[Greetings, JimO,
You: “Thanks for the reply and the information on Henry (Hank? I like that). I really do try to avoid passing on speculation and misinformation, but I sometimes get carried away on these forums.”
Hank? you mean ol’ Horny and Homicidal Hank and his Hormones? We Anglicans take Henry lightly, at a distance of 450 years. Not an altogether admirable character, but an interesting one. Who got his delicate parts caught squarely in a crack in history. I often and strongly recommend Scarisbrick’s bio of him. It is superb, and gives a great deal of info on the annulment process as she was worked, back then. Not overly pro-Henry, either.
You’re welcome and that’s ok, though I don’t see anythng particularly egregious in your post. I know I get carried away, too sometimes. That’s one reason why I’m a book collector, of pathological proportions. I need to have my opinions backed up, as much as I can. Makes me feel safer.
You: “Okay, even if Hank had a legitimate case for an annulment, or even if, for the sake of argument, there was corruption in the annulment process within the Church (we all know that the Church - the whole Body of Christ - is filled with sinners), that doesn’t confer the authority to a king or even a group of Bishops to divide the Body of Christ.”
It was an argueable case, that was not met on the merits. but turned on political factors. And that also happened a lot. This time it happened to the King of England. Who was in the position to do something about it.
You: “That is my concern. Christ made no provision to divide His Church. On the contrary, His prayer of unity to the Father is for all of us to be one as He and the Father are One (John 17:9-19). A lot of people miss the significance of that prayer. He and the Father are One in Being. They are Oneness defined and that Oneness includes the element of obedience of Son to Father. Thus, Christ made no provision whatsoever for division. Paul himself criticizes the Corinthians for claiming allegence to him or Silas or Cephas (I Cor. 1:10-15) and asks rhetorically if the Body of Christ is divided. Some claim that all Christians are one in Christ. That is simply not true and a way of dismissing Christ’s prayer.”
In general, I agee with you. What you have now is schism. But to an Anglican, it’s schism on both sides. Which is a gentler judgement than what I think you would get from the other Branch of the Church, the Orthodox.

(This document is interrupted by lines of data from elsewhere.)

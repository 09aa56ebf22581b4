//! Typography and layout settings, and how they reach the rendition.

use std::fmt;

use log::{debug, info, warn};

use crate::config::ReaderConfig;
use crate::engine::{RenderingEngine, RenditionHandle, Spread};

use super::ReadingSession;

/// Font size in CSS pixels: 10..=36 in steps of 2.
#[derive(Debug, Clone, Copy, PartialEq, Eq, PartialOrd, Ord)]
pub struct FontSize(u8);

impl FontSize {
    pub const MIN: FontSize = FontSize(10);
    pub const MAX: FontSize = FontSize(36);
    pub const DEFAULT: FontSize = FontSize(18);
    const STEP: u32 = 2;

    /// Clamp into range and snap down onto the step grid.
    pub fn new(px: u32) -> Self {
        let min = Self::MIN.0 as u32;
        let px = px.clamp(min, Self::MAX.0 as u32);
        FontSize((px - (px - min) % Self::STEP) as u8)
    }

    pub fn px(self) -> u32 {
        self.0 as u32
    }

    pub fn larger(self) -> Self {
        Self::new(self.px() + Self::STEP)
    }

    pub fn smaller(self) -> Self {
        Self::new(self.px().saturating_sub(Self::STEP))
    }

    pub fn css_value(self) -> String {
        format!("{}px", self.0)
    }
}

impl Default for FontSize {
    fn default() -> Self {
        Self::DEFAULT
    }
}

/// Line height multiplier 1.2..=2.4 in steps of 0.1, stored in tenths.
#[derive(Debug, Clone, Copy, PartialEq, Eq, PartialOrd, Ord)]
pub struct LineHeight(u8);

impl LineHeight {
    pub const MIN: LineHeight = LineHeight(12);
    pub const MAX: LineHeight = LineHeight(24);
    pub const DEFAULT: LineHeight = LineHeight(16);

    pub fn from_tenths(tenths: u32) -> Self {
        LineHeight(tenths.clamp(Self::MIN.0 as u32, Self::MAX.0 as u32) as u8)
    }

    /// Round to the nearest tenth, then clamp. NaN and negatives land on MIN.
    pub fn from_f64(value: f64) -> Self {
        Self::from_tenths((value * 10.0).round() as u32)
    }

    pub fn tenths(self) -> u32 {
        self.0 as u32
    }

    pub fn as_f64(self) -> f64 {
        self.0 as f64 / 10.0
    }

    pub fn taller(self) -> Self {
        Self::from_tenths(self.tenths() + 1)
    }

    pub fn shorter(self) -> Self {
        Self::from_tenths(self.tenths().saturating_sub(1))
    }
}

impl Default for LineHeight {
    fn default() -> Self {
        Self::DEFAULT
    }
}

impl fmt::Display for LineHeight {
    fn fmt(&self, f: &mut fmt::Formatter<'_>) -> fmt::Result {
        write!(f, "{}.{}", self.0 / 10, self.0 % 10)
    }
}

/// Presentation settings owned by the session. Reset on every new load.
#[derive(Debug, Clone, Copy, PartialEq, Eq)]
pub struct ReaderSettings {
    pub font_size: FontSize,
    pub line_height: LineHeight,
    pub spread: Spread,
}

impl ReaderSettings {
    pub(super) fn initial(config: &ReaderConfig, is_mobile: bool) -> Self {
        Self {
            font_size: config.font_size,
            line_height: config.line_height,
            spread: if is_mobile { Spread::None } else { config.spread },
        }
    }
}

#[derive(Debug, Default, Clone, Copy)]
pub(super) struct Viewport {
    pub width_px: Option<u32>,
    pub is_mobile: bool,
}

impl<E: RenderingEngine> ReadingSession<E> {
    pub fn settings(&self) -> ReaderSettings {
        self.settings
    }

    pub fn set_font_size(&mut self, size: FontSize) {
        if size == self.settings.font_size {
            return;
        }
        debug!("settings: font size {} -> {}", self.settings.font_size.px(), size.px());
        self.settings.font_size = size;
        if let Some(rendition) = self.rendition() {
            self.override_style(rendition, "font-size", &size.css_value());
        }
    }

    pub fn set_line_height(&mut self, height: LineHeight) {
        if height == self.settings.line_height {
            return;
        }
        debug!("settings: line height {} -> {}", self.settings.line_height, height);
        self.settings.line_height = height;
        if let Some(rendition) = self.rendition() {
            self.override_style(rendition, "line-height", &height.to_string());
        }
    }

    /// Switch spread mode. Returns false when the spread control is disabled
    /// (mobile viewport) and `auto` was requested.
    pub fn set_spread(&mut self, spread: Spread) -> bool {
        if self.viewport.is_mobile && spread == Spread::Auto {
            debug!("settings: spread control disabled on mobile viewport");
            return false;
        }
        if spread != self.settings.spread {
            self.apply_spread(spread);
        }
        true
    }

    pub fn is_mobile(&self) -> bool {
        self.viewport.is_mobile
    }

    pub fn spread_control_enabled(&self) -> bool {
        !self.viewport.is_mobile
    }

    /// Report the viewport width. Dropping below the mobile breakpoint forces
    /// single-page spread; growing back does not restore `auto`.
    pub fn set_viewport_width(&mut self, width_px: u32) {
        let is_mobile = width_px < self.config.mobile_breakpoint_px;
        if is_mobile != self.viewport.is_mobile {
            info!("settings: viewport {width_px}px, mobile={is_mobile}");
        }
        self.viewport = Viewport {
            width_px: Some(width_px),
            is_mobile,
        };
        if is_mobile && self.settings.spread == Spread::Auto {
            self.apply_spread(Spread::None);
        }
    }

    pub fn viewport_width(&self) -> Option<u32> {
        self.viewport.width_px
    }

    /// Spread is layout-affecting: after switching, re-display the retained
    /// position so the reader does not jump back to the start of the book.
    fn apply_spread(&mut self, spread: Spread) {
        debug!("settings: spread {} -> {}", self.settings.spread, spread);
        self.settings.spread = spread;
        let Some(rendition) = self.rendition() else {
            return;
        };
        if let Err(e) = self.engine.set_spread(rendition, spread) {
            warn!("settings: set_spread failed: {e}");
            return;
        }
        let retained = self.last_cfi().cloned();
        if let Some(cfi) = retained
            && let Err(e) = self.engine.display(rendition, Some(cfi.as_str()))
        {
            warn!("settings: re-display at {cfi} failed: {e}");
        }
    }

    /// Push the current font size and line height to a freshly attached rendition.
    pub(super) fn apply_typography(&mut self, rendition: RenditionHandle) {
        let font = self.settings.font_size.css_value();
        let line = self.settings.line_height.to_string();
        self.override_style(rendition, "font-size", &font);
        self.override_style(rendition, "line-height", &line);
    }

    fn override_style(&mut self, rendition: RenditionHandle, property: &str, value: &str) {
        if let Err(e) = self.engine.override_style(rendition, property, value) {
            warn!("settings: override {property}={value} failed: {e}");
        }
    }
}

#[cfg(test)]
mod tests {
    use super::*;

    #[test]
    fn font_size_clamps_and_snaps() {
        assert_eq!(FontSize::new(4), FontSize::MIN);
        assert_eq!(FontSize::new(99), FontSize::MAX);
        assert_eq!(FontSize::new(19).px(), 18);
        assert_eq!(FontSize::MAX.larger(), FontSize::MAX);
        assert_eq!(FontSize::MIN.smaller(), FontSize::MIN);
    }

    #[test]
    fn font_size_steps_from_default_to_max() {
        let mut size = FontSize::default();
        for _ in 0..9 {
            size = size.larger();
        }
        assert_eq!(size, FontSize::MAX);
        assert_eq!(size.css_value(), "36px");
    }

    #[test]
    fn line_height_steps_without_drift() {
        let mut lh = LineHeight::default();
        for _ in 0..4 {
            lh = lh.shorter();
        }
        assert_eq!(lh, LineHeight::MIN);
        assert_eq!(lh.to_string(), "1.2");
        assert_eq!(lh.shorter(), LineHeight::MIN);

        let mut lh = LineHeight::default();
        for _ in 0..20 {
            lh = lh.taller();
        }
        assert_eq!(lh.to_string(), "2.4");
    }

    #[test]
    fn line_height_from_float() {
        assert_eq!(LineHeight::from_f64(1.6), LineHeight::DEFAULT);
        assert_eq!(LineHeight::from_f64(1.849).to_string(), "1.8");
        assert_eq!(LineHeight::from_f64(9.0), LineHeight::MAX);
        assert_eq!(LineHeight::from_f64(-1.0), LineHeight::MIN);
        assert_eq!(LineHeight::from_f64(f64::NAN), LineHeight::MIN);
    }

    #[test]
    fn mobile_forces_single_spread() {
        let config = ReaderConfig::default();
        assert_eq!(ReaderSettings::initial(&config, false).spread, Spread::Auto);
        assert_eq!(ReaderSettings::initial(&config, true).spread, Spread::None);
    }
}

What happened then, both wih Henry and (mutatis mutandis), with Luther,or Calvin, or the Continental reformers in general (different breed of cat from what Henry was up to), was that there was a collision (inevitable) between the Church,as then structured and functioning, and the emergence of nationlism. What Henry did, in taking the Church in England private, was a difference in degree, not in kind, of a process that had been on going in England for +/- 300 years; the increasing independence of the ruling class (monarchy, at the time) from *any control from outside the realm. History is complicated, and to see what I mean, you would have to go back at least to Henry II, in the 12th century. Acts of Parliment and Royal decrees limiting and abolishing Papal and Church perogatives were numerous (Council of Westminister, Council of Clarendon, First Statute of Winchester, Statute of Mortmain, the Writ,
*Circumspecte agatis *, the Statue of Carlise, and the double Statutes of Provisors and Praemunire, for example.). Had Henry produced a regiment of legtimate male heirs, with Catherine, eventually, some sort of break would have come.
You: "Christ gave His authority over to the Apostles, and, just like the Apostles, the Church has been imperfect from the beginning. If error was a reason to divide the Church, then Christ would have rejected Peter for his denial. Like our own bodies, the Church is the Church, with all its warts and scars. You can’t cut the arm off and have it become the Body. That is why the image of a body is given to us. So, for one denomination to say to another “We are both part of the Body” is wrong. One is the Body, the other is a severed part.
For me, in spite of the warts on the Body, it all comes down to authority."
This is well said. For Anglicans, esp. Anglo-Catholics, the situation is a sad thing. We pray that it might be ended. But for Anglicans, the issue is the proper role and scope of the Papacy. As for the Orthodox, the issue is one that prevents us from rejoining. I see no sign there will be any progress.